Además, explicó que su intención era vender dos departamentos a Pilepich que "él nunca le había entregado" y con esa plata volver a España para "intentar recuperarse y saldar sus deudas".

De acuerdo a lo ventilado en el debate, en 2022 Pilepich se volcó al negocio de las criptomonedas y sufrió una "adicción al juego" y "ludopatía" vinculada a las inversiones de esta moneda virtual. En ese proceso perdió dinero y estafó a amigos, familiares y clientes, algunos de los cuales lo "tenían amenazado".

Pilepich es defendido por Maximiliano Angeli y Enrique Tonceda; Nahuel Vargas (46), por Mauro Da Silva Lima; y Gil, por Yamil Castro Bianchi.

Se prevé que el debate se extenderá hasta el 9 de julio, inclusive, cuando los 12 titulares deberán decidir si son culpables o inocentes del delito de homicidio agravado.

Como la pena en expectativa es perpetua, la decisión tiene que ser por unanimidad.

Este miércoles, el inicio del debate se demoró por la ausencia de un jurado que intempestivamente decidió no presentarse a cumplir con su función.

Como era suplente, la decisión del juez Juan Manuel Rial -del Tribunal Oral en lo Criminal N° 9 de Lomas de Zamora - fue iniciar una investigación por el delito de acción pública, pero no lo fueron a buscar por la fuerza pública.

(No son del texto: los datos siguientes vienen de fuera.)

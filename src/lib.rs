//! # lingrules
//!
//! Rule engines for a linguistic analysis pipeline:
//!
//! - [`automaton`]: finite-state recognition of multiword locutions and
//!   capitalised proper nouns, merging matched words into one.
//! - [`chart`]: a bottom-up chart parser driven by a chunk grammar with
//!   symbol attributes that resolve ambiguity.
//! - [`dependency`]: completion of chunk parses into full trees and
//!   labelling of the resulting dependency tree.
//! - [`relax`]: a relaxation-labelling solver and the constraint-grammar
//!   tagger built on it.
//! - [`coref`]: a mention-pair coreference loop over parsed documents.
//! - [`pipeline`]: a JSON pipeline spec, its validation, and a runner that
//!   applies the engines to a [`Document`] with rayon.
//!
//! ## Quick start
//!
//! ```
//! use lingrules::automaton::{Automaton, LocutionPolicy};
//! use lingrules::Sentence;
//!
//! let locutions = Automaton::new(LocutionPolicy::from_text("a_pesar_de a_pesar_de SPS00\n", "inline")?);
//! let mut sentence = Sentence::from_forms(&["a", "pesar", "de", "todo"]);
//! locutions.annotate(&mut sentence);
//! assert_eq!(sentence.forms(), vec!["a_pesar_de", "todo"]);
//! # Ok::<(), lingrules::LingError>(())
//! ```
//!
//! Rule files are loaded once and shared read-only; every loader reports
//! all problems of a file at once through [`LoadReport`].

pub mod automaton;
pub mod chart;
pub mod coref;
pub mod dependency;
pub mod diagnostics;
pub mod errors;
pub mod matching;
pub mod pipeline;
pub mod relax;
pub mod sections;
pub mod tree;
pub mod types;

pub use automaton::{Automaton, LocutionPolicy, ProperNounConfig, ProperNounPolicy};
pub use chart::{ChartParser, Grammar};
pub use coref::{Classifier, CorefConfig, CorefResolver, MentionEncoder};
pub use dependency::{DependencyMaker, SemanticDb};
pub use diagnostics::{Diagnostic, DiagnosticCode, LoadReport, Severity};
pub use errors::{LingError, Result};
pub use pipeline::{Pipeline, PipelineBuilder, PipelineSpec};
pub use relax::{ConstraintGrammar, Relax, RelaxConfig, RelaxTagger, TaggerConfig};
pub use tree::{NodeId, Tree};
pub use types::{Analysis, DepNode, DepTree, Document, ParseNode, ParseTree, Sentence, Word};
impl Parser<'_> {
    fn peek(&self) -> Option<&Token> {
        self.tokens.get(self.pos).map(|(_, t)| t)
    }

    fn line(&self) -> Option<usize> {
        self.tokens
            .get(self.pos)
            .or_else(|| self.tokens.last())
            .map(|(l, _)| *l)
    }

    fn next(&mut self) -> Option<Token> {
        let t = self.tokens.get(self.pos).map(|(_, t)| t.clone());
        if t.is_some() {
            self.pos += 1;
        }
        t
    }

    fn expect(&mut self, want: &Token, what: &str) -> std::result::Result<(), Failure> {
        match self.next() {
            Some(ref t) if t == want => Ok(()),
            Some(t) => Err(syntax(format!("expected {what}, found {t:?}"))),
            None => Err(syntax(format!("expected {what}, found end of file"))),
        }
    }

    fn run(&mut self) {
        let mut mode = Mode::Start;
        while let Some(tok) = self.peek() {
            match tok {
                Token::Sets => {
                    if mode == Mode::Constraints {
                        let line = self.line();
                        self.report
                            .error(DiagnosticCode::Syntax, line, "SETS must come before CONSTRAINTS");
                    }
                    mode = Mode::Sets;
                    self.pos += 1;
                    continue;
                }
                Token::Constraints => {
                    mode = Mode::Constraints;
                    self.pos += 1;
                    continue;
                }
                _ => {}
            }
            let line = self.line().unwrap_or(0);
            let outcome = match mode {
                Mode::Start => Err(syntax("expected SETS or CONSTRAINTS")),
                Mode::Sets => self.set_definition(line),
                Mode::Constraints => self.rule(line),
            };
            if let Err((code, message)) = outcome {
                self.report.error(code, Some(line), message);
                self.recover();
            }
        }
    }

    /// Skip past the next `;`, stopping early at a section keyword.
    fn recover(&mut self) {
        while let Some(tok) = self.peek() {
            match tok {
                Token::Sets | Token::Constraints => return,
                Token::Semicolon => {
                    self.pos += 1;
                    return;
                }
                _ => self.pos += 1,
            }
        }
    }

    fn set_definition(&mut self, line: usize) -> std::result::Result<(), Failure> {
        let name = match self.next() {
            Some(Token::Word(w)) => w,
            other => return Err(syntax(format!("expected a set name, found {other:?}"))),
        };
        self.expect(&Token::Is, "'='")?;
        let mut kind = None;
        let mut items = FxHashSet::default();
        loop {
            let (k, item) = match self.next() {
                Some(Token::Semicolon) => break,
                Some(Token::Form(f)) => (SetKind::Form, f.to_lowercase()),
                Some(Token::Lemma(l)) => (SetKind::Lemma, l.to_lowercase()),
                Some(Token::Sense(s)) => (SetKind::Sense, s),
                Some(Token::Word(w)) => (SetKind::Category, w),
                Some(t) => return Err(syntax(format!("unexpected {t:?} in set {name}"))),
                None => return Err(syntax(format!("set {name} is not closed with ';'"))),
            };
            match kind {
                None => kind = Some(k),
                Some(prev) if prev != k => {
                    return Err(syntax(format!("set {name} mixes {prev:?} and {k:?} items")));
                }
                Some(_) => {}
            }
            items.insert(item);
        }
        let Some(kind) = kind else {
            return Err(syntax(format!("set {name} is empty")));
        };
        if kind == SetKind::Sense {
            self.grammar.senses_used = true;
        }
        if self.grammar.sets.insert(name.clone(), CgSet { kind, items }).is_some() {
            self.report.warning(
                DiagnosticCode::Syntax,
                Some(line),
                format!("set {name} redefined, the last definition is used"),
            );
        }
        Ok(())
    }

    fn rule(&mut self, line: usize) -> std::result::Result<(), Failure> {
        let weight = match self.next() {
            Some(Token::Word(w)) => w
                .parse::<f64>()
                .map_err(|_| syntax(format!("expected a weight, found '{w}'")))?,
            other => return Err(syntax(format!("expected a weight, found {other:?}"))),
        };
        let head = self.head()?;
        let mut conditions = Vec::new();
        loop {
            match self.next() {
                Some(Token::Semicolon) => break,
                Some(Token::Open) => conditions.push(self.condition()?),
                Some(t) => return Err(syntax(format!("expected '(' or ';', found {t:?}"))),
                None => return Err(syntax("rule is not closed with ';'")),
            }
        }
        self.grammar.rules.entry(head.clone()).or_default().push(CgRule {
            line,
            weight,
            head,
            conditions,
        });
        Ok(())
    }

    fn head(&mut self) -> std::result::Result<String, Failure> {
        match self.next() {
            Some(Token::Word(tag)) => match self.peek() {
                Some(Token::Lemma(q)) => {
                    let head = format!("{tag}{q}");
                    self.pos += 1;
                    Ok(head)
                }
                Some(Token::Form(q)) => {
                    let head = format!("{tag}{}", q.to_lowercase());
                    self.pos += 1;
                    Ok(head)
                }
                Some(Token::Sense(q)) => {
                    let head = format!("{tag}{q}");
                    self.pos += 1;
                    self.grammar.senses_used = true;
                    Ok(head)
                }
                _ => Ok(tag),
            },
            Some(Token::Lemma(l)) => Ok(l),
            Some(Token::Sense(s)) => {
                self.grammar.senses_used = true;
                Ok(s)
            }
            Some(Token::User(u)) => Ok(u),
            other => Err(syntax(format!("expected a rule head, found {other:?}"))),
        }
    }

    /// After the opening `(`.
    fn condition(&mut self) -> std::result::Result<Condition, Failure> {
        let negated = self.peek() == Some(&Token::Not);
        if negated {
            self.pos += 1;
        }
        let (position, star) = match self.next() {
            Some(Token::Word(w)) => {
                let (num, star) = match w.strip_suffix('*') {
                    Some(n) => (n, true),
                    None => (w.as_str(), false),
                };
                let position = num
                    .parse::<isize>()
                    .map_err(|_| syntax(format!("expected a position, found '{w}'")))?;
                (position, star)
            }
            other => return Err(syntax(format!("expected a position, found {other:?}"))),
        };
        let terms = self.term_list()?;
        let mut barrier = Vec::new();
        if self.peek() == Some(&Token::Barrier) {
            self.pos += 1;
            if !star {
                return Err((
                    DiagnosticCode::BarrierWithoutStar,
                    format!("barrier on fixed position {position}, use '{position}*'"),
                ));
            }
            barrier = self.term_list()?;
        }
        self.expect(&Token::Close, "')'")?;
        Ok(Condition {
            negated,
            position,
            star,
            terms,
            barrier,
        })
    }

    /// `term [or term]...`
    fn term_list(&mut self) -> std::result::Result<Vec<Term>, Failure> {
        let mut terms = vec![self.term()?];
        while self.peek() == Some(&Token::Or) {
            self.pos += 1;
            terms.push(self.term()?);
        }
        Ok(terms)
    }

    fn term(&mut self) -> std::result::Result<Term, Failure> {
        let term = match self.next() {
            Some(Token::Word(tag)) => match self.peek().cloned() {
                Some(Token::Lemma(q)) => {
                    self.pos += 1;
                    Term::Lemma(format!("{tag}{q}"))
                }
                Some(Token::Form(q)) => {
                    self.pos += 1;
                    Term::Form(format!("{tag}{}", q.to_lowercase()))
                }
                Some(Token::Sense(q)) => {
                    self.pos += 1;
                    Term::Sense(format!("{tag}{q}"))
                }
                _ => Term::Tag(tag),
            },
            Some(Token::Out) => Term::Tag(OUT_OF_BOUNDS.to_string()),
            Some(Token::Lemma(l)) => Term::Lemma(l),
            Some(Token::Form(f)) => Term::Form(f.to_lowercase()),
            Some(Token::Sense(s)) => Term::Sense(s),
            Some(Token::User(u)) => {
                user_term(&u).ok_or_else(|| syntax(format!("malformed user field '{u}'")))?
            }
            Some(Token::SetRef(name)) => match self.grammar.sets.get(&name) {
                Some(set) => {
                    if set.kind == SetKind::Sense {
                        self.grammar.senses_used = true;
                    }
                    Term::Set(name)
                }
                None => return Err((DiagnosticCode::UndefinedSet, format!("set {name} is not defined"))),
            },
            other => return Err(syntax(format!("expected a term, found {other:?}"))),
        };
        if matches!(term, Term::Sense(_)) {
            self.grammar.senses_used = true;
        }
        Ok(term)
    }
}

No solo Pilepich, Vargas y Gil son los acusados de este brutal crimen, ya que Luis Alberto Contreras (40), Horacio Mariano Córdoba (50), Fernando Gastón Martín Carrizo (36) y Flavia Lorena Bomrad (41) serán juzgados por un tribunal técnico en un juicio que aún no tiene fecha.

Blanca Gladys Cristaldo (61), por su parte, está acusada de encubrimiento agravado.

Durante la instrucción y en sus declaraciones, Vargas y Pilepich se acusaron mutuamente, por lo que nunca estuvo claro cuál de los dos apretó el gatillo para asesinar a Pérez Algaba. Lo cierto es que la imputación es contra los dos por el homicidio.

Según la acusación, entre las 18 del 18 de julio y las 3 del 19 de julio de 2023 Pérez Algaba se dirigió al predio "Renacer", un emprendimiento inmobiliario en General Rodríguez, a bordo de una camioneta Range Rover blanca.

"Lechuga" tenía intención de instalarse en España y viajó exclusivamente a Buenos Aires para cobrar una deuda de 20.000 dólares que Pilepich tenía con él por la venta de terrenos del predio en el que se proyectaba la construcción de un barrio privado. Ese monto sería parte de un acuerdo de pago mayor que había sido documentado en una escribanía de Castelar.

La acusación fiscal sostuvo que Pérez Algaba recibió dos disparos "en la parte posterior del torso" mientras se encontraba cambiando una lamparita en una oficina del predio.

Los proyectiles ingresaron por la espalda a una distancia "superior a los cincuenta centímetros, provocando lesiones en pulmones e hígado que derivaron en una hemorragia aguda y el fallecimiento", según las pericias.

Para la Justicia, el móvil del crimen fue la "codicia" porque esperaban, con el asesinato, eludir el pago de las deudas y la entrega de 17 de los lotes del barrio privado.

No conformes con asesinar a Pérez Algaba, los acusados coordinaron un plan para descuartizarlo y ocultar el crimen.

Los restos desmembrados fueron colocados en bolsas de nylon negras y distribuidos en una valija roja, una mochila negra con inscripciones del municipio de Lomas de Zamora y bolsas de consorcio.

Los restos de la víctimas fueron arrojados al Arroyo del Rey, en la zona de Ingeniero Budge, en Lomas de Zamora. Las primeras partes fueron encontradas por unos chicos que jugaban a la pelota el 23 de julio. Las otras aparecieron en los días siguientes en distintos puntos, en medio de las pericias que buscaban identificar el cuerpo.